A post-structuralist approach to film criticism recognizes that the words and images we choose to convey information are imperfect, and that this communication contains contradictions. A post-structuralist approach to film criticism emphasizes the pre-existing cultural biases of the creators of film as well as their presumption of those cultural biases of the audience. A post-structuralist analysis of The Batman might emphasize the film's relationship with race and class. The Batman addresses race and class but spends more time ignoring grievances related to race and class than it does acknowledging these grievances. A structural analysis may similarly ignore this, but a post-structural analysis might contend that the film ignoring this is, in and of itself, worth examining.
Mere absence is not immediately meaningful, but absence as contrast might be. For example, the absence of a floating pink elephant in The Batman might not be meaningful to a post-structuralist because there is no opposite of this, no signifier of its contrast, but the absence of significant commentary on criminogenic conditions in a film that frequently references crime and comes to its own conclusion about how to resolve crime might be meaningful to a post-structuralist. In making this observation, the post-structuralist analysis is not necessarily judging the film on moral grounds for the lack of inclusion but is still remarking upon its lack of inclusion nonetheless – perhaps as commentary on what our culture values, what our culture believes.
At the risk of being reductive, a structuralist analysis of a film places greater emphasis on the author, signifiers and signified as the primary subjects of inquiry whereas post-structural analysis of a film places greater emphasis on the viewer and the existence of the viewer and the viewer's world between the signifiers and signified.
A structuralist approach to film criticism can be extremely helpful in understanding the film, and searching for the author's intention can be rewarding in opening up a new avenue of thought about the film. A post-structuralist approach to film criticism expands the work beyond its supposed intended boundaries to discover more about the text, more about the culture that created the text, and more about the audience for the text.
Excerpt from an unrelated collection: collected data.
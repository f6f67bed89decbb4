//! ハードウェア初期化モジュール
//!
//! クロックとPWMの初期化ロジックを集約します。

use embassy_stm32::{
    gpio::OutputType,
    peripherals,
    time::Hertz,
    timer::{
        complementary_pwm::{ComplementaryPwm, ComplementaryPwmPin},
        low_level::CountingMode,
        simple_pwm::PwmPin,
        Channel,
    },
    Config, Peri,
};

/// 起動時のスイッチング周波数（ソフトスタート開始点）
pub const INITIAL_SWITCHING_FREQUENCY: Hertz = Hertz(300_000);

/// タイマークロック [Hz]
pub const TIMER_CLOCK_HZ: u32 = 170_000_000;

/// RCCクロック設定を初期化
///
/// HSI → PLL（÷4 × 85 ÷ 2）で170MHz生成
pub fn create_clock_config() -> Config {
    let mut config = Config::default();
    {
        use embassy_stm32::rcc::mux::{Adcsel, ClockMux};
        use embassy_stm32::rcc::{Pll, PllMul, PllPreDiv, PllRDiv, PllSource, Sysclk};

        config.rcc.hsi = true;
        config.rcc.pll = Some(Pll {
            source: PllSource::HSI,
            prediv: PllPreDiv::DIV4,
            mul: PllMul::MUL85,
            divp: None,
            divq: None,
            divr: Some(PllRDiv::DIV2),
        });
        config.rcc.sys = Sysclk::PLL1_R;

        let mut clock_mux = ClockMux::default();
        clock_mux.adc12sel = Adcsel::SYS;
        config.rcc.mux = clock_mux;
    }
    config
}

/// TIM1の相補PWMを初期化
///
/// - CH1 (PE9/PE8): 一次側ハーフブリッジ
/// - CH2 (PE11/PE10): 同期整流（SR）ゲート
///
/// 出力は無効状態で返す。有効化はコンバータ側が行う。
pub fn init_bridge_pwm(
    tim: Peri<'static, peripherals::TIM1>,
    pe9: Peri<'static, peripherals::PE9>,
    pe8: Peri<'static, peripherals::PE8>,
    pe11: Peri<'static, peripherals::PE11>,
    pe10: Peri<'static, peripherals::PE10>,
) -> ComplementaryPwm<'static, peripherals::TIM1> {
    let mut pwm = ComplementaryPwm::new(
        tim,
        Some(PwmPin::new(pe9, OutputType::PushPull)),
        Some(ComplementaryPwmPin::new(pe8, OutputType::PushPull)),
        Some(PwmPin::new(pe11, OutputType::PushPull)),
        Some(ComplementaryPwmPin::new(pe10, OutputType::PushPull)),
        None,
        None,
        None,
        None,
        INITIAL_SWITCHING_FREQUENCY,
        CountingMode::EdgeAlignedUp,
    );
    pwm.disable(Channel::Ch1);
    pwm.disable(Channel::Ch2);
    pwm.set_duty(Channel::Ch1, 0);
    pwm.set_duty(Channel::Ch2, 0);
    pwm
}

/// ナノ秒をタイマーカウントに変換
#[inline(always)]
pub fn ns_to_ticks(ns: i32) -> u32 {
    (ns.max(0) as u64 * TIMER_CLOCK_HZ as u64 / 1_000_000_000) as u32
}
Structuralist and post-structuralist interpretations might seem in conflict with one another, and indeed some structuralist critics dislike post-structuralism and vice versa, but one could also argue that they might complement one another instead of replacing one over the other.
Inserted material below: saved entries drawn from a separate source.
//! 高速ループ用の計測入力
//!
//! ADC1/ADC2のインジェクテッド変換（TIM1 TRGOトリガー）の結果と、
//! 保護系のデジタル入力をPACで直接読み取ります。
//!
//! ## 入力割り当て
//! - ADC1 JDR1: 出力電圧（負荷端）
//! - ADC1 JDR2: 出力電圧（内部）
//! - ADC1 JDR3: 出力電流
//! - ADC2 JDR1: 電流シェア（自機）
//! - ADC2 JDR2: 電流シェアバス
//! - PB12: 運転指令、PB13: 出力過電圧、PB14: CTピーク電流コンパレータ

use embassy_stm32::pac;
use llc_control::{FastInputs, RawSamples};

/// 出力電圧 [10mV/count]（分圧 1/20、3.3V/4096）
const VOUT_PER_COUNT: f32 = 3.3 / 4096.0 * 20.0 * 100.0;
/// 出力電流 [10mA/count]（シャント 0.2mΩ × 50倍アンプ）
const IOUT_PER_COUNT: f32 = 3.3 / 4096.0 / (0.2e-3 * 50.0) * 100.0;
/// 電流シェアバス [10mA/count]（フルスケール 160A）
const SHARE_PER_COUNT: f32 = 16_000.0 / 4096.0;

const PIN_ENABLE: usize = 12;
const PIN_OVER_VOLTAGE: usize = 13;
const PIN_CT_COMPARATOR: usize = 14;

/// ADCインジェクテッド変換の初期化
///
/// # Safety
/// PACを使用した直接的なレジスタ操作を含むため、unsafe
pub unsafe fn init_injected_adc() {
    let rcc = pac::RCC;
    rcc.ahb2enr().modify(|w| {
        w.set_adc12en(true);
        w.set_gpioben(true);
    });

    // PB12-14: 入力（プルダウン）
    let gpiob = pac::GPIOB;
    for pin in [PIN_ENABLE, PIN_OVER_VOLTAGE, PIN_CT_COMPARATOR] {
        gpiob
            .moder()
            .modify(|w| w.set_moder(pin, pac::gpio::vals::Moder::INPUT));
        gpiob
            .pupdr()
            .modify(|w| w.set_pupdr(pin, pac::gpio::vals::Pupdr::PULL_DOWN));
    }

    // ADC1: JL=2（3変換）CH1, CH2, CH3、ADC2: JL=1（2変換）CH3, CH4
    // JEXTSEL = TIM1_TRGO、立ち上がりエッジ
    pac::ADC1.jsqr().write(|w| {
        w.set_jl(2);
        w.set_jextsel(0);
        w.set_jexten(pac::adc::vals::Exten::RISING_EDGE);
        w.set_jsq(0, 1);
        w.set_jsq(1, 2);
        w.set_jsq(2, 3);
    });
    pac::ADC2.jsqr().write(|w| {
        w.set_jl(1);
        w.set_jextsel(0);
        w.set_jexten(pac::adc::vals::Exten::RISING_EDGE);
        w.set_jsq(0, 3);
        w.set_jsq(1, 4);
    });
    pac::ADC1.cr().modify(|w| w.set_jadstart(true));
    pac::ADC2.cr().modify(|w| w.set_jadstart(true));
}

#[inline(always)]
fn scale(raw: u16, per_count: f32) -> i32 {
    (raw as f32 * per_count) as i32
}

/// 最新の変換結果と保護入力を読み取る
///
/// # Safety
/// 制御割り込みからのみ呼ぶこと
#[inline(always)]
pub unsafe fn read_fast_inputs() -> FastInputs {
    let adc1 = pac::ADC1;
    let adc2 = pac::ADC2;
    let idr = pac::GPIOB.idr().read();

    FastInputs {
        samples: RawSamples {
            vout_ext: scale(adc1.jdr(0).read().jdata(), VOUT_PER_COUNT),
            vout_int: scale(adc1.jdr(1).read().jdata(), VOUT_PER_COUNT),
            iout: scale(adc1.jdr(2).read().jdata(), IOUT_PER_COUNT),
        },
        share_local: scale(adc2.jdr(0).read().jdata(), SHARE_PER_COUNT),
        share_bus: scale(adc2.jdr(1).read().jdata(), SHARE_PER_COUNT),
        enable: idr.idr(PIN_ENABLE) as u8 != 0,
        over_voltage: idr.idr(PIN_OVER_VOLTAGE) as u8 != 0,
        ct_trip: pac::TIM1.sr().read().bif(),
        ct_comparator_active: idr.idr(PIN_CT_COMPARATOR) as u8 != 0,
    }
}

/// 電流シェアバスの駆動値 [10mA] をDACコードに変換
pub fn share_bus_code(drive: i32) -> u16 {
    let code = libm::roundf(drive.max(0) as f32 / SHARE_PER_COUNT);
    (code as u32).min(4095) as u16
}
Post-structuralists often use “deconstruction” as an approach to film criticism. Deconstruction emphasizes that the relationship between the text and meaning is fluid instead of fixed. A deconstructionist approach to film criticism picks apart the contradictions and presuppositions of the film. A presupposition in this context is a bias or assumption that the audience is meant to have that leads them to experience the film through those very biases. A deconstructionist approach takes apart the elements of the film instead of viewing the film as a whole, and in these elements, we will not find one fixed “meaning” to the film as if it were simply a puzzle to put together with a fixed image upon completion. Instead, we determine the inherent contradictions and presuppositions, unravel the choices that went into its creation, and provide a different kind of “meaning” – we discover the cultural biases and presuppositions that make up the film. We discover something of the world that wanted to make this film, of the people meant to watch it, of our subjective experience watching it, and that's just really for starters. This is not a complete definition of post-structuralism deconstructionism or a lesson. Also, in reducing deconstructionism this way, I run the risk of inaccuracy, but this is also, you know, a YouTube video.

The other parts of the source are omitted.